*Given entries*:
══════════════════════════════
use steelsoul_engine::{
    BattleOutcome, Equipment, ItemKey, Player, RunEvent, RunStatus, RunSummary, ShopOffer,
};

pub fn item_line(index: usize, item: &Equipment, equipped: bool) -> String {
    format!(
        "[{}] {}{} {} | power {}",
        index,
        if equipped { "* " } else { "" },
        item,
        item.describe(),
        item.power()
    )
}

pub fn inventory_lines(player: &Player) -> Vec<String> {
    player
        .inventory
        .iter()
        .enumerate()
        .map(|(i, (key, item))| item_line(i, item, player.loadout.is_equipped(key)))
        .collect()
}

pub fn loadout_lines(player: &Player) -> Vec<String> {
    let mut out = Vec::new();
    match player.loadout.armor(&player.inventory) {
        Some(a) => out.push(format!(
            "armor:   {} (HP {}, dodge {}%, cap {})",
            a.name,
            a.max_hp(),
            a.dodge_rate(),
            a.capacity()
        )),
        None => out.push("armor:   none".to_string()),
    }
    let weapons = player.loadout.weapons(&player.inventory);
    if weapons.is_empty() {
        out.push("weapons: none".to_string());
    }
    for (i, w) in weapons.iter().enumerate() {
        out.push(format!(
            "weapon {}: {} (ATK {}, CRIT {}%, WT {})",
            i,
            w.name,
            w.atk(),
            w.crit_rate(),
            w.weight()
        ));
    }
    let weight = player.loadout.total_weight(&player.inventory);
    let capacity = player.loadout.armor(&player.inventory).map_or(0, |a| a.capacity());
    out.push(format!(
        "load:    {}/{}{}",
        weight,
        capacity,
        if player.loadout.is_overweight(&player.inventory) { " (overweight: no dodge)" } else { "" }
    ));
    out
}

pub fn offer_line(index: usize, offer: &ShopOffer) -> String {
    format!("[{}] {} {} | {} EXP", index, offer.item, offer.item.describe(), offer.price)
}

pub fn status_line(status: &RunStatus) -> String {
    format!(
        "HP {}/{} | difficulty {} | EXP banked {} +{} -{} (available {})",
        status.hp,
        status.max_hp,
        status.difficulty,
        status.persistent_exp,
        status.exp_gained,
        status.exp_spent,
        status.available_exp
    )
}

pub fn summary_lines(summary: &RunSummary) -> Vec<String> {
    let stats = &summary.stats;
    let mut out = vec![
        format!("outcome:           {:?}", summary.outcome),
        format!("enemies defeated:  {}", stats.enemies_defeated),
        format!("checkpoints:       {}", stats.checkpoints_reached),
        format!("final difficulty:  {}", summary.final_difficulty),
        format!("exp gained:        +{}", stats.exp_gained),
        format!("exp spent:         -{}", stats.exp_spent),
        format!("net gain:          {}", summary.net_gain),
        format!("banked exp:        {}", summary.persistent_exp),
    ];
    if stats.weapon_damage.is_empty() {
        out.push("weapon damage:     none".to_string());
    }
    for (name, tally) in &stats.weapon_damage {
        out.push(format!("  {}: {} damage over {} hits", name, tally.total_damage, tally.hits));
    }
    out
}

pub fn event_line(event: &RunEvent<'_>) -> Option<String> {
    Some(match event {
        RunEvent::Battle(r) => {
            let verdict = match r.outcome {
                BattleOutcome::Victory => {
                    format!("won in {} rounds, +{} EXP", r.rounds, r.exp_reward)
                }
                BattleOutcome::Defeat => format!("lost after {} rounds", r.rounds),
            };
            format!(
                "battle: {} (HP {}) - {}, took {} damage",
                r.monster.name, r.monster.hp, verdict, r.damage_taken
            )
        }
        RunEvent::Repaired { amount, hp, max_hp } => {
            format!("repair: +{} HP ({}/{})", amount, hp, max_hp)
        }
        RunEvent::RepairRejected(e) => format!("repair refused: {}", e),
        RunEvent::CheckpointReached { checkpoint, difficulty } => {
            format!("checkpoint {} reached; difficulty now {}", checkpoint, difficulty)
        }
        RunEvent::Applied(action) => format!("checkpoint action: {:?}", action),
        RunEvent::Rejected { action, error } => {
            format!("checkpoint action {:?} refused: {}", action, error)
        }
        RunEvent::Ended(_) => return None,
    })
}

/// Inventory index → key, for commands that take a menu position.
pub fn key_at(player: &Player, index: usize) -> anyhow::Result<ItemKey> {
    Ok(player.inventory.key_at(index)?)
}
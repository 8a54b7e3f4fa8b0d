use tracing::{info, warn};

use crate::catalog::Catalog;
use crate::equipment::{Equipment, EquipmentKind};
use crate::error::GameError;
use crate::inventory::{EquipmentSlot, Inventory, ItemKey};
use crate::ledger::AdventureStats;

/// Anything experience can be paid from.
pub trait Wallet {
    fn available(&self) -> i32;
    fn debit(&mut self, amount: i32);

    /// Debit `amount` if affordable; otherwise leave the balance alone.
    fn try_spend(&mut self, amount: i32) -> Result<(), GameError> {
        let available = self.available();
        if available < amount {
            return Err(GameError::InsufficientExp { needed: amount, available });
        }
        self.debit(amount);
        Ok(())
    }
}

/// Banked experience.
impl Wallet for i32 {
    fn available(&self) -> i32 {
        *self
    }

    fn debit(&mut self, amount: i32) {
        *self -= amount;
    }
}

/// Mid-run balance: spends are booked on the ledger, banked exp is untouched until settlement.
pub struct RunWallet<'a> {
    pub persistent_exp: i32,
    pub stats: &'a mut AdventureStats,
}

impl Wallet for RunWallet<'_> {
    fn available(&self) -> i32 {
        self.stats.available(self.persistent_exp)
    }

    fn debit(&mut self, amount: i32) {
        self.stats.exp_spent += amount;
    }
}

#[derive(Debug, Clone, PartialEq, Eq)]
pub struct UpgradeReceipt {
    pub key: ItemKey,
    pub name: String,
    pub new_level: u8,
    pub cost: i32,
}

/// Level up one inventory item, paying from `wallet`. Nothing changes on failure.
pub fn upgrade_item<W: Wallet + ?Sized>(
    inventory: &mut Inventory,
    key: ItemKey,
    wallet: &mut W,
) -> Result<UpgradeReceipt, GameError> {
    let item = inventory.get_mut(key).ok_or(GameError::UnknownItem(key))?;
    if !item.can_level_up() {
        return Err(GameError::MaxLevel { name: item.name().to_string(), level: item.level() });
    }
    let cost = item.upgrade_cost();
    wallet.try_spend(cost)?;
    item.level_up();
    info!(item = item.name(), level = item.level(), cost, "equipment upgraded");
    Ok(UpgradeReceipt {
        key,
        name: item.name().to_string(),
        new_level: item.level(),
        cost,
    })
}

#[derive(Debug, Clone, Default)]
pub struct Player {
    pub name: String,
    /// Banked experience; only changes outside a run or at run settlement.
    pub exp: i32,
    pub inventory: Inventory,
    pub loadout: EquipmentSlot,
}

impl Player {
    pub fn new(name: impl Into<String>) -> Self {
        Self { name: name.into(), ..Self::default() }
    }

    /// Fresh profile holding a level-1 clone of every starter template the catalog knows.
    pub fn with_starter_kit(name: impl Into<String>, catalog: &Catalog, kit: &[i32]) -> Self {
        let mut player = Self::new(name);
        for &tid in kit {
            match catalog.clone_prototype(tid, 1) {
                Some(item) => {
                    player.inventory.insert(item);
                }
                None => warn!(tid, "starter kit template missing from catalog"),
            }
        }
        info!(player = %player.name, items = player.inventory.len(), "starter kit issued");
        player
    }

    /// Max HP granted by the worn armor, or `default_hp` bare.
    pub fn max_hp(&self, default_hp: i32) -> i32 {
        self.loadout
            .armor(&self.inventory)
            .map_or(default_hp, |a| a.max_hp())
    }

    pub fn equip_armor(&mut self, key: ItemKey) -> Result<(), GameError> {
        let armor = self.inventory.get(key).ok_or(GameError::UnknownItem(key))?;
        let armor = armor
            .as_armor()
            .ok_or(GameError::WrongKind { key, expected: EquipmentKind::Armor })?;
        let weight = self.loadout.total_weight(&self.inventory);
        if weight > armor.capacity() {
            return Err(GameError::OverCapacity { weight, capacity: armor.capacity() });
        }
        info!(armor = %armor.name, "armor equipped");
        self.loadout.set_armor(Some(key));
        Ok(())
    }

    /// Take the armor off. Weapons can't be carried without it, so they come off too.
    pub fn unequip_armor(&mut self) -> Option<ItemKey> {
        let key = self.loadout.armor_key()?;
        self.loadout.set_armor(None);
        self.loadout.clear_weapons();
        Some(key)
    }

    pub fn equip_weapon(&mut self, key: ItemKey) -> Result<(), GameError> {
        let armor = self.loadout.armor(&self.inventory).ok_or(GameError::ArmorRequired)?;
        let weapon = self.inventory.get(key).ok_or(GameError::UnknownItem(key))?;
        let weapon = weapon
            .as_weapon()
            .ok_or(GameError::WrongKind { key, expected: EquipmentKind::Weapon })?;
        if self.loadout.is_equipped(key) {
            return Err(GameError::AlreadyEquipped(key));
        }
        let weight = self.loadout.total_weight(&self.inventory) + weapon.weight();
        let capacity = armor.capacity();
        if weight > capacity {
            return Err(GameError::OverCapacity { weight, capacity });
        }
        info!(weapon = %weapon.name, weight, capacity, "weapon equipped");
        self.loadout.push_weapon(key)
    }

    /// Unequip the weapon at `index` in strike order.
    pub fn unequip_weapon(&mut self, index: usize) -> Result<ItemKey, GameError> {
        self.loadout.remove_weapon_at(index)
    }

    /// Upgrade with banked experience (base camp).
    pub fn upgrade(&mut self, key: ItemKey) -> Result<UpgradeReceipt, GameError> {
        upgrade_item(&mut self.inventory, key, &mut self.exp)
    }

    /// Discard an item; refused while it is worn.
    pub fn discard(&mut self, key: ItemKey) -> Result<Equipment, GameError> {
        self.inventory.remove(key, &self.loadout)
    }
}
══════════════════════════════
*What to work on*: Return, from the data above, each line in which the string "AdventureStats" appears.

*Answer for the task*:
use crate::ledger::AdventureStats;
    pub stats: &'a mut AdventureStats,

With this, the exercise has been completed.